Em entrevista exclusiva, o secretário-geral da International Organization for Standardization (ISO), Sergio Mujica, conta sobre as frentes de trabalho hoje e as iniciativas pioneiras do Brasil com a ABNT como parceira.
Em passagem pelo Brasil no início do mês, o secretário-geral da ISO, entidade que padroniza processos e normas técnicas no mundo todo, reforçou em entrevista ao Prática ESG e em encontros com parlamentares e empresários, o protagonismo do país em algumas frentes. Entre elas, Sergio Mujica destaca a agenda ambiental e os impactos das mudanças climáticas nos negócios.
“As mudanças climáticas são prioridade e, ao mesmo tempo, um desafio bem grande, que enfrentamos como humanidade”, diz. Mujica comenta que a organização já abrange em suas normas aspectos ambientais e climáticos, a exemplo da ISO 14001, que determina a revisão de processos organizacionais para criar um sistema de gestão ambiental mais controlado e eficiente. “O que mudou é a sensação de urgência”, completa.
Diante disso, conta, estão sendo feitas revisões no portfólio de normas para contemplar e responder às exigências das urgências climáticas. Isso vale tanto para questões técnicas de produtos, a exemplo, do cimento, como também processos que levem ao status de “net zero”, quando, a partir de um trabalho de longo prazo de redução de poluição e compensações, zera-se as emissões líquidas de gases.
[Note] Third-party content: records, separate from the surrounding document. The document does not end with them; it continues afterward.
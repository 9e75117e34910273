//! Adaptive Gauss–Kronrod quadrature.
//!
//! [`integrate`] applies the 7-point Gauss / 15-point Kronrod pair to the
//! whole interval, then repeatedly bisects the subinterval with the largest
//! error estimate until
//!
//! ```text
//! Σ error_i <= max(abs_tol, rel_tol * |Σ value_i|)
//! ```
//!
//! or the partition reaches `max_intervals` subintervals. Hitting the limit is
//! not an error; the best estimate is returned with [`Status::MaxIntervals`].

mod config;
mod error;
mod rule;
mod solution;

pub use config::{Config, ConfigError};
pub use error::Error;
pub use solution::{Solution, Status};

use canopy_core::ScalarFn;

use rule::Segment;

/// Integrates `f` from `a` to `b`.
///
/// Equal bounds give zero, and reversed bounds negate the result.
///
/// # Errors
///
/// Returns an error if a bound is not finite or the integrand returns a
/// non-finite value.
pub fn integrate<F: ScalarFn>(mut f: F, a: f64, b: f64, config: &Config) -> Result<Solution, Error> {
    if !a.is_finite() || !b.is_finite() {
        return Err(Error::NonFiniteBounds { a, b });
    }
    if a == b {
        return Ok(Solution {
            status: Status::Converged,
            value: 0.0,
            abs_error: 0.0,
            intervals: 0,
        });
    }
    if a > b {
        let solution = integrate(f, b, a, config)?;
        return Ok(Solution {
            value: -solution.value,
            ..solution
        });
    }

    let mut segments = vec![Segment::new(&mut f, a, b)?];

    loop {
        let value: f64 = segments.iter().map(|s| s.value).sum();
        let abs_error: f64 = segments.iter().map(|s| s.error).sum();

        let status = if abs_error <= config.tolerance(value) {
            Some(Status::Converged)
        } else if segments.len() >= config.max_intervals() {
            log::debug!(
                "quadrature over [{a}, {b}] stopped at {} intervals with error {abs_error:e}",
                segments.len()
            );
            Some(Status::MaxIntervals)
        } else {
            None
        };

        if let Some(status) = status {
            return Ok(Solution {
                status,
                value,
                abs_error,
                intervals: segments.len(),
            });
        }

        let worst = segments
            .iter()
            .enumerate()
            .max_by(|(_, l), (_, r)| l.error.total_cmp(&r.error))
            .map_or(0, |(i, _)| i);
        let [left, right] = segments[worst].bisect(&mut f)?;
        segments[worst] = left;
        segments.push(right);
    }
}

#[cfg(test)]
mod tests {
    use super::*;

    use approx::assert_relative_eq;
    use std::f64::consts::PI;

    #[test]
    fn integrates_smooth_function_in_one_interval() {
        let solution = integrate(|x: f64| x.sin(), 0.0, PI, &Config::default()).expect("integrable");

        assert_eq!(solution.status, Status::Converged);
        assert_eq!(solution.intervals, 1);
        assert_relative_eq!(solution.value, 2.0, epsilon = 1e-12);
    }

    #[test]
    fn refines_around_a_kink() {
        let solution =
            integrate(|x: f64| (x - 0.3).abs(), 0.0, 1.0, &Config::default()).expect("integrable");

        assert_eq!(solution.status, Status::Converged);
        assert!(solution.intervals > 1);
        assert_relative_eq!(solution.value, 0.045 + 0.245, epsilon = 1e-8);
    }

    #[test]
    fn reversed_and_empty_bounds() {
        let config = Config::default();
        let forward = integrate(|x: f64| x * x, 0.0, 3.0, &config).expect("integrable");
        let backward = integrate(|x: f64| x * x, 3.0, 0.0, &config).expect("integrable");
        let empty = integrate(|x: f64| x * x, 2.0, 2.0, &config).expect("integrable");

        assert_relative_eq!(forward.value, 9.0, epsilon = 1e-12);
        assert_relative_eq!(backward.value, -9.0, epsilon = 1e-12);
        assert_relative_eq!(empty.value, 0.0);
    }

    #[test]
    fn interval_limit_is_reported() {
        let config = Config::new(1e-14, 0.0, 2).expect("valid config");
        let solution = integrate(|x: f64| x.sqrt(), 0.0, 1.0, &config).expect("integrable");

        assert_eq!(solution.status, Status::MaxIntervals);
        assert_eq!(solution.intervals, 2);
        assert_relative_eq!(solution.value, 2.0 / 3.0, epsilon = 1e-4);
    }

    #[test]
    fn non_finite_integrand_is_an_error() {
        let err = integrate(|x: f64| 1.0 / (x - 0.5), 0.0, 1.0, &Config::default())
            .expect_err("pole at the centre");

        assert_eq!(err, Error::NonFiniteIntegrand { x: 0.5 });
    }
}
“Fizemos um esforço enorme, mobilizando mais de 1.200 pessoas experientes de mais de cem países, para chegar a um acordo sobre as necessidades e os princípios-guias para o ‘net zero’. Havia um vazio a ser preenchido”, diz Mujica, sobre documento lançado na Conferência das Nações Unidas sobre Mudanças Climáticas (COP) no ano passado. Diferentemente de outras metodologias da ISO, como ISO 14001 (ambiental), ISO 50001 (energia), ISO 14064 (emissões de gases de efeito estufa), o Net Zero Guidelines não contém obrigações, mas sugestões.
Também na COP de 2022, o Brasil, por meio da Associação Brasileira de Normas Técnicas (ABNT), a representante local da ISO, saiu na frente e apresentou uma proposta de regras para empresas e entidades quantificarem, reduzirem e compensarem as emissões de gases de efeito estufa (GEE), a ABNT Prática Recomendada (PR 2060).
Em sustentabilidade, temas como biodiversidade e a economia circular também estão entre as prioridades da ISO para os próximos anos. Na lista de importância, estão ainda igualdade de gênero e a digitalização das normas. No primeiro caso, Mujica acredita que, em questões de gênero, a neutralidade não é suficiente. “Precisamos ter normas que respondam às diferenças de gênero”, diz. Ele cita como exemplo alguns equipamentos de segurança, como o próprio cinto de segurança e capacetes, que não consideram as diferenças físicas entre homens e mulheres.
Em paralelo, o trabalho de digitalizar as 24 mil normas publicadas da entidade visa facilitar a automatização de processos e mensuração da execução das mesmas em tempo real.
A criação de padrões pela ISO é descentralizada. Cada um dos 170 países-membros, por meio de suas entidades parceiras, pode propor aos comitês técnicos normas a serem implantadas em nível nacional e apresentadas aos demais membros internacionais. O Brasil, diz Mujica, está na vanguarda de discussões de frentes importantes.
A ABNT, por exemplo, lançou no fim do ano passado a primeira certificação ESG, com uma série de 42 critérios nos três eixos: ambiental, social e de governança. A proposta se alinha ao padrão ISO 9001, que dita modelo de gestão da qualidade para organizações em geral. “As empresas estão sendo cobradas para apresentarem uma certificação do tipo”, diz o presidente da ABNT, Mario William Esper. “É uma norma complexa, mas a proposta levada à ISO é um texto base para uma norma internacional, no formato de auto verificação, autoavaliação.”